Es war eine gute Idee gewesen, ihren Urlaub auf Jamaika zu verbringen. Ihre Augen wanderten hinüber zu den schönen alten Kolonialhäusern mit den kunstvollen Balkonen, die den Platz umsäumten. Dahinter erhoben sich die Blue Montains, und über allem spannte sich der blaue Himmel, an dem der leichte Passatwind fröhliche weisse Wattewolken vor sich hertrieb.

“Hoppla”, sagte eine Männerstimme. Zwei kräftige Arme hielten Aline fest, bis sie wieder sicher stand. Ihr Blick senkte sich erschrocken, sah in zwei grauen Augen, die sie aufmerksam musterten.

“Tut mir leid, aber ich hatte den Kopf in den Wolken”, entschuldigte sie sich.

“Das kann hier passieren.” Der Mann lächelte, aber seine Augen blieben ernst. Sie schätzte ihn auf Mitte dreissig. Er war gross und breitschultrig, hatte ein gut geschnittenes Gesicht, und der dunkle Bürstenhaarschnitt stand ihm ausgesprochen gut. Sie hatten spontan Deutsch gesprochen, er war also ein Landsmann. Als er ihr jetzt kurz zunickte und weiterging, bedauerte sie das schon ein bisschen.

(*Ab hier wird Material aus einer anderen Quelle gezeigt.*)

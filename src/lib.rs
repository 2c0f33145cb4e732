pub mod accumulator;
pub mod config;
pub mod correlator;
pub mod entry;
pub mod har_export;
pub mod har_import;
pub mod history;
pub mod logging;
pub mod persistence;
pub mod reconcile;
pub mod service;
pub mod storage;
pub mod synthesis;
pub mod transport;
use serde_json::Value;

use crate::{
    entry::{
        DEFAULT_MIME_TYPE, EntryNetwork, EntryRequest, EntryResponse, FinalizedEntry, Headers,
        essence_mime_type, header_value,
    },
    synthesis::format_started_at,
};

const UNKNOWN_URL: &str = "(unknown)";
const UNKNOWN_INITIATOR: &str = "other";

#[derive(Debug)]
pub enum HarImportError {
    InvalidJson(serde_json::Error),
    MissingEntries,
}

impl std::fmt::Display for HarImportError {
    fn fmt(&self, f: &mut std::fmt::Formatter<'_>) -> std::fmt::Result {
        match self {
            Self::InvalidJson(_) => write!(f, "parse HAR document as JSON"),
            Self::MissingEntries => {
                write!(f, "HAR document has no `log.entries` or `entries` array")
            }
        }
    }
}

impl std::error::Error for HarImportError {
    fn source(&self) -> Option<&(dyn std::error::Error + 'static)> {
        match self {
            Self::InvalidJson(source) => Some(source),
            Self::MissingEntries => None,
        }
    }
}

pub fn parse_har_str(text: &str, now_ms: f64) -> Result<Vec<FinalizedEntry>, HarImportError> {
    let document: Value = serde_json::from_str(text).map_err(HarImportError::InvalidJson)?;
    entries_from_document(&document, now_ms)
}

/// Accepts a full HAR document (`{"log": {"entries": [...]}}`), a bare log
/// object (`{"entries": [...]}`) or a plain array of entries.
pub fn entries_from_document(
    document: &Value,
    now_ms: f64,
) -> Result<Vec<FinalizedEntry>, HarImportError> {
    let raw_entries = document
        .pointer("/log/entries")
        .or_else(|| document.get("entries"))
        .or(Some(document))
        .and_then(Value::as_array)
        .ok_or(HarImportError::MissingEntries)?;

    let mut entries = Vec::with_capacity(raw_entries.len());
    for (index, raw) in raw_entries.iter().enumerate() {
        match normalize_raw_entry(raw, now_ms) {
            Some(entry) => entries.push(entry),
            None => tracing::warn!(index, "skipping HAR entry that is not an object"),
        }
    }
    Ok(entries)
}

/// Maps one raw HAR entry onto the finalized entry shape, filling gaps with
/// the same defaults live capture uses. `now_ms` stands in for a missing
/// `startedDateTime`.
pub fn normalize_raw_entry(raw: &Value, now_ms: f64) -> Option<FinalizedEntry> {
    if !raw.is_object() {
        return None;
    }

    let request = raw
        .get("request")
        .or_else(|| raw.get("_request"))
        .unwrap_or(raw);
    let empty = Value::Null;
    let response = raw
        .get("response")
        .or_else(|| raw.get("_response"))
        .unwrap_or(&empty);

    let request_headers = headers(request.get("headers"));
    let response_headers = headers(response.get("headers"));

    let url = str_field(request, "url").unwrap_or(UNKNOWN_URL).to_owned();
    let method = str_field(request, "method").unwrap_or("GET").to_owned();

    let post_data = request.get("postData");
    let body_text = post_data
        .and_then(|post_data| str_field(post_data, "text"))
        .map(str::to_owned);
    let body_size = non_negative(request.get("bodySize"))
        .or_else(|| body_text.as_ref().map(|text| text.len() as u64))
        .unwrap_or(0);
    let mime_type = post_data
        .and_then(|post_data| str_field(post_data, "mimeType"))
        .and_then(essence_mime_type)
        .or_else(|| header_value(&request_headers, "content-type").and_then(essence_mime_type))
        .unwrap_or(DEFAULT_MIME_TYPE)
        .to_owned();

    let status = response
        .get("status")
        .or_else(|| response.get("statusCode"))
        .and_then(Value::as_u64)
        .and_then(|status| u16::try_from(status).ok())
        .unwrap_or(0);
    let content = response.get("content");
    let content_size = content
        .and_then(|content| non_negative(content.get("size")))
        .or_else(|| non_negative(response.get("bodySize")))
        .or_else(|| non_negative(response.get("_transferSize")))
        .unwrap_or(0);
    let content_text = content
        .and_then(|content| str_field(content, "text"))
        .unwrap_or_default()
        .to_owned();

    let elapsed_ms = raw
        .get("time")
        .and_then(Value::as_f64)
        .or_else(|| raw.pointer("/_timings/time").and_then(Value::as_f64))
        .filter(|elapsed| elapsed.is_finite())
        .unwrap_or(0.0)
        .max(0.0);
    let started_at = str_field(raw, "startedDateTime")
        .map(str::to_owned)
        .unwrap_or_else(|| format_started_at(now_ms));

    let error = str_field(raw, "_error")
        .or_else(|| str_field(response, "_error"))
        .filter(|error| !error.is_empty())
        .map(str::to_owned);
    let from_cache = raw
        .get("_fromCache")
        .is_some_and(|value| !value.is_null() && value != &Value::Bool(false));

    Some(FinalizedEntry {
        started_at,
        elapsed_ms,
        request: EntryRequest {
            method,
            url,
            headers: request_headers,
            body_size,
            body_text,
            mime_type,
        },
        response: EntryResponse {
            status,
            status_text: str_field(response, "statusText")
                .unwrap_or_default()
                .to_owned(),
            headers: response_headers,
            content_size,
            content_text,
        },
        network: EntryNetwork {
            server_ip: str_field(raw, "serverIPAddress")
                .unwrap_or_default()
                .to_owned(),
            from_cache,
            error,
        },
        initiator_type: initiator_type(raw).to_owned(),
    })
}

fn initiator_type(raw: &Value) -> &str {
    ["/cause/type", "/initiator/type", "/_initiator/type", "/_resourceType"]
        .iter()
        .find_map(|pointer| raw.pointer(pointer).and_then(Value::as_str))
        .filter(|value| !value.is_empty())
        .unwrap_or(UNKNOWN_INITIATOR)
}

fn headers(value: Option<&Value>) -> Headers {
    let Some(items) = value.and_then(Value::as_array) else {
        return Headers::new();
    };
    items
        .iter()
        .filter_map(|item| {
            let name = str_field(item, "name")?;
            let value = str_field(item, "value").unwrap_or_default();
            Some((name.to_owned(), value.to_owned()))
        })
        .collect()
}

fn str_field<'a>(value: &'a Value, key: &str) -> Option<&'a str> {
    value.get(key).and_then(Value::as_str)
}

fn non_negative(value: Option<&Value>) -> Option<u64> {
    let value = value?;
    value
        .as_u64()
        .or_else(|| {
            value
                .as_f64()
                .filter(|number| number.is_finite() && *number >= 0.0)
                .map(|number| number as u64)
        })
}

An einem Früchtestand trafen sie wieder zusammen. Er wählte fachmännisch eine reife Ananas, sie kaufte drei Granatäpfel.

“Machen Sie auch Ferien hier?” fragte sie mutig.

Wieder der prüfende Blick: “So kann man es nennen.” Der Tonfall war nicht unfreundlich, lud aber nicht zu weiteren Vertraulichkeiten ein.

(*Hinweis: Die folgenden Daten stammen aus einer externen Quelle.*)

use serde::{Deserialize, Serialize};

/// Browser tab identifier. Negative values mark traffic that is not tab-scoped.
pub type TabId = i64;

/// Ordered `(name, value)` header pairs, serialized as `[name, value]` arrays.
pub type Headers = Vec<(String, String)>;

pub const DEFAULT_MIME_TYPE: &str = "application/json";

/// A finalized transaction record. Immutable once it reaches the history store.
#[derive(Debug, Clone, PartialEq, Serialize, Deserialize)]
#[serde(rename_all = "camelCase")]
pub struct FinalizedEntry {
    pub started_at: String,
    pub elapsed_ms: f64,
    pub request: EntryRequest,
    pub response: EntryResponse,
    pub network: EntryNetwork,
    pub initiator_type: String,
}

#[derive(Debug, Clone, PartialEq, Serialize, Deserialize)]
#[serde(rename_all = "camelCase")]
pub struct EntryRequest {
    pub method: String,
    pub url: String,
    #[serde(default)]
    pub headers: Headers,
    #[serde(default)]
    pub body_size: u64,
    #[serde(default, skip_serializing_if = "Option::is_none")]
    pub body_text: Option<String>,
    pub mime_type: String,
}

#[derive(Debug, Clone, PartialEq, Serialize, Deserialize)]
#[serde(rename_all = "camelCase")]
pub struct EntryResponse {
    pub status: u16,
    #[serde(default)]
    pub status_text: String,
    #[serde(default)]
    pub headers: Headers,
    #[serde(default)]
    pub content_size: u64,
    #[serde(default)]
    pub content_text: String,
}

#[derive(Debug, Clone, Default, PartialEq, Serialize, Deserialize)]
#[serde(rename_all = "camelCase")]
pub struct EntryNetwork {
    #[serde(default)]
    pub server_ip: String,
    #[serde(default)]
    pub from_cache: bool,
    #[serde(default, skip_serializing_if = "Option::is_none")]
    pub error: Option<String>,
}

/// Case-insensitive lookup of the first header named `name`.
pub fn header_value<'a>(headers: &'a [(String, String)], name: &str) -> Option<&'a str> {
    headers
        .iter()
        .find(|(header_name, _)| header_name.eq_ignore_ascii_case(name))
        .map(|(_, value)| value.as_str())
}

/// Media type of a `content-type` value with parameters stripped.
pub fn essence_mime_type(content_type: &str) -> Option<&str> {
    let essence = content_type.split(';').next().unwrap_or_default().trim();
    if essence.is_empty() {
        None
    } else {
        Some(essence)
    }
}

Wenig später stiessen einige Kinder Aline im Vorbeirennen an. Die Tüte mit den Granatäpfeln fiel zu Boden, und die drei Früchte kullerten in drei verschiedenen Richtungen davon. Aline sah ihnen noch unschlüssig nach, als jemand sie schon einsammelte. Wortlos wurden sie ihr überreicht.

Wieder er!

“Danke, Sie sind sehr liebenswürdig.” Freimütig lächelte sie ihn an.

Sein Blick glitt über ihr leicht gebräuntes Gesicht mit den tiefblauen Augen, das von langen blonden Haaren umrahmt wurde. Unter dem leichten Stoff ihres Kleides zeichnete sich ihr schlanker, sportlicher Körper ab. “Sie machen also Ferien hier?” hörte er sich fragen.

“Ja, in Ocho Rios an der Nordküste der Insel. Im Hotel Jamaica Inn. Ich habe mir einen Wagen geliehen und unternehme heute meine erste Besichtigungsfahrt. Diese Insel hat so viel Schönes zu bieten. Und Sie? Sind Sie schon länger hier?”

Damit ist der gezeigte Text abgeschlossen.